#### WORK REQUIRED:
In the entries that follow, copy exactly each line from the first through the line with "Maximum database connections".

#### Records drawn from a dataset:
=======

use config::{Config, ConfigError, Environment, File};
use serde::Deserialize;
use std::env;
use std::path::Path;
use thiserror::Error;
use tracing::info;
use validator::Validate;

const DEFAULT_LOG_LEVEL: &str = "info";
const DEFAULT_ENV: &str = "development";
const DEFAULT_PORT: u16 = 8080;
const CONFIG_DIR: &str = "config";
const DEFAULT_LOCK_WINDOW_DAYS: i64 = 7;

/// Application configuration structure with validation
#[derive(Clone, Debug, Deserialize, Validate)]
#[serde(deny_unknown_fields)]
pub struct AppConfig {
    /// Database connection URL
    pub database_url: String,

    /// Server host address
    pub host: String,

    /// Server port
    #[serde(default = "default_port")]
    pub port: u16,

    /// Application environment
    pub environment: String,

    /// Logging level
    #[serde(default = "default_log_level")]
    pub log_level: String,

    /// Log in JSON format (structured logging)
    #[serde(default)]
    pub log_json: bool,

    /// Whether to run database migrations on startup
    #[serde(default)]
    pub auto_migrate: bool,

    /// Maximum database connections
    #[serde(default = "default_db_max_connections")]
    pub db_max_connections: u32,

    /// Minimum database connections
    #[serde(default = "default_db_min_connections")]
    pub db_min_connections: u32,

    /// Days a manually locked order stays unlockable
    #[validate(range(min = 1, max = 365))]
    #[serde(default = "default_lock_window_days")]
    pub lock_window_days: i64,
}

fn default_port() -> u16 {
    DEFAULT_PORT
}

fn default_log_level() -> String {
    DEFAULT_LOG_LEVEL.to_string()
}

fn default_db_max_connections() -> u32 {
    10
}

fn default_db_min_connections() -> u32 {
    1
}

fn default_lock_window_days() -> i64 {
    DEFAULT_LOCK_WINDOW_DAYS
}

impl AppConfig {
    pub fn new(database_url: String, host: String, port: u16, environment: String) -> Self {
        Self {
            database_url,
            host,
            port,
            environment,
            log_level: default_log_level(),
            log_json: false,
            auto_migrate: false,
            db_max_connections: default_db_max_connections(),
            db_min_connections: default_db_min_connections(),
            lock_window_days: default_lock_window_days(),
        }
    }

    pub fn log_level(&self) -> &str {
        &self.log_level
    }

    pub fn is_production(&self) -> bool {
        self.environment == "production"
    }

    pub fn server_addr(&self) -> String {
        format!("{}:{}", self.host, self.port)
    }
}

#[derive(Debug, Error)]
pub enum AppConfigError {
    #[error("Configuration error: {0}")]
    Config(#[from] ConfigError),

    #[error("Configuration validation failed: {0}")]
    Validation(#[from] validator::ValidationErrors),
}

/// Initializes the tracing subscriber from the configured level, honoring a
/// non-empty RUST_LOG override.
pub fn init_tracing(level: &str, json: bool) {
    use tracing_subscriber::{fmt, EnvFilter};

    let default_directive = format!("stockbook_api={},tower_http=debug", level);
    let filter_directive = env::var("RUST_LOG")
        .ok()
        .filter(|s| !s.trim().is_empty())
        .unwrap_or(default_directive);

    if json {
        let _ = fmt()
            .with_env_filter(EnvFilter::new(filter_directive))
            .json()
            .try_init();
    } else {
        let _ = fmt()
            .with_env_filter(EnvFilter::new(filter_directive))
            .try_init();
    }
}

/// Loads application configuration
///
/// Layers configuration sources in this order:
/// 1. Built-in defaults
/// 2. Default config (config/default.toml)
/// 3. Environment-specific config (config/{env}.toml)
/// 4. Environment variables (APP__*)
pub fn load_config() -> Result<AppConfig, AppConfigError> {
    let run_env = env::var("RUN_ENV")
        .or_else(|_| env::var("APP_ENV"))
        .unwrap_or_else(|_| DEFAULT_ENV.to_string());
    info!("Loading configuration for environment: {}", run_env);

    if !Path::new(CONFIG_DIR).exists() {
        info!(
            "Config directory '{}' not found; relying on built-in defaults and environment variables",
            CONFIG_DIR
        );
    }

    let config = Config::builder()
        .set_default("database_url", "sqlite://stockbook.db?mode=rwc")?
        .set_default("host", "0.0.0.0")?
        .set_default("port", DEFAULT_PORT as i64)?
        .set_default("environment", DEFAULT_ENV)?
        .set_default("log_level", DEFAULT_LOG_LEVEL)?
        .set_default("log_json", false)?
        .set_default("auto_migrate", false)?
        .set_default("lock_window_days", DEFAULT_LOCK_WINDOW_DAYS)?
        .add_source(File::with_name(&format!("{}/default", CONFIG_DIR)).required(false))
        .add_source(File::with_name(&format!("{}/{}", CONFIG_DIR, run_env)).required(false))
        .add_source(Environment::with_prefix("APP").separator("__"))
        .build()?;

    let app_config: AppConfig = config.try_deserialize()?;
    app_config.validate()?;

    Ok(app_config)
}

#[cfg(test)]
mod tests {
    use super::*;

    #[test]
    fn new_applies_defaults() {
        let cfg = AppConfig::new(
            "sqlite::memory:".to_string(),
            "127.0.0.1".to_string(),
            8080,
            "test".to_string(),
        );
        assert_eq!(cfg.lock_window_days, DEFAULT_LOCK_WINDOW_DAYS);
        assert_eq!(cfg.server_addr(), "127.0.0.1:8080");
        assert!(!cfg.is_production());
    }
}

=======

#### ANSWER BOX:
use config::{Config, ConfigError, Environment, File};
use serde::Deserialize;
use std::env;
use std::path::Path;
use thiserror::Error;
use tracing::info;
use validator::Validate;

const DEFAULT_LOG_LEVEL: &str = "info";
const DEFAULT_ENV: &str = "development";
const DEFAULT_PORT: u16 = 8080;
const CONFIG_DIR: &str = "config";
const DEFAULT_LOCK_WINDOW_DAYS: i64 = 7;

/// Application configuration structure with validation
#[derive(Clone, Debug, Deserialize, Validate)]
#[serde(deny_unknown_fields)]
pub struct AppConfig {
    /// Database connection URL
    pub database_url: String,

    /// Server host address
    pub host: String,

    /// Server port
    #[serde(default = "default_port")]
    pub port: u16,

    /// Application environment
    pub environment: String,

    /// Logging level
    #[serde(default = "default_log_level")]
    pub log_level: String,

    /// Log in JSON format (structured logging)
    #[serde(default)]
    pub log_json: bool,

    /// Whether to run database migrations on startup
    #[serde(default)]
    pub auto_migrate: bool,

    /// Maximum database connections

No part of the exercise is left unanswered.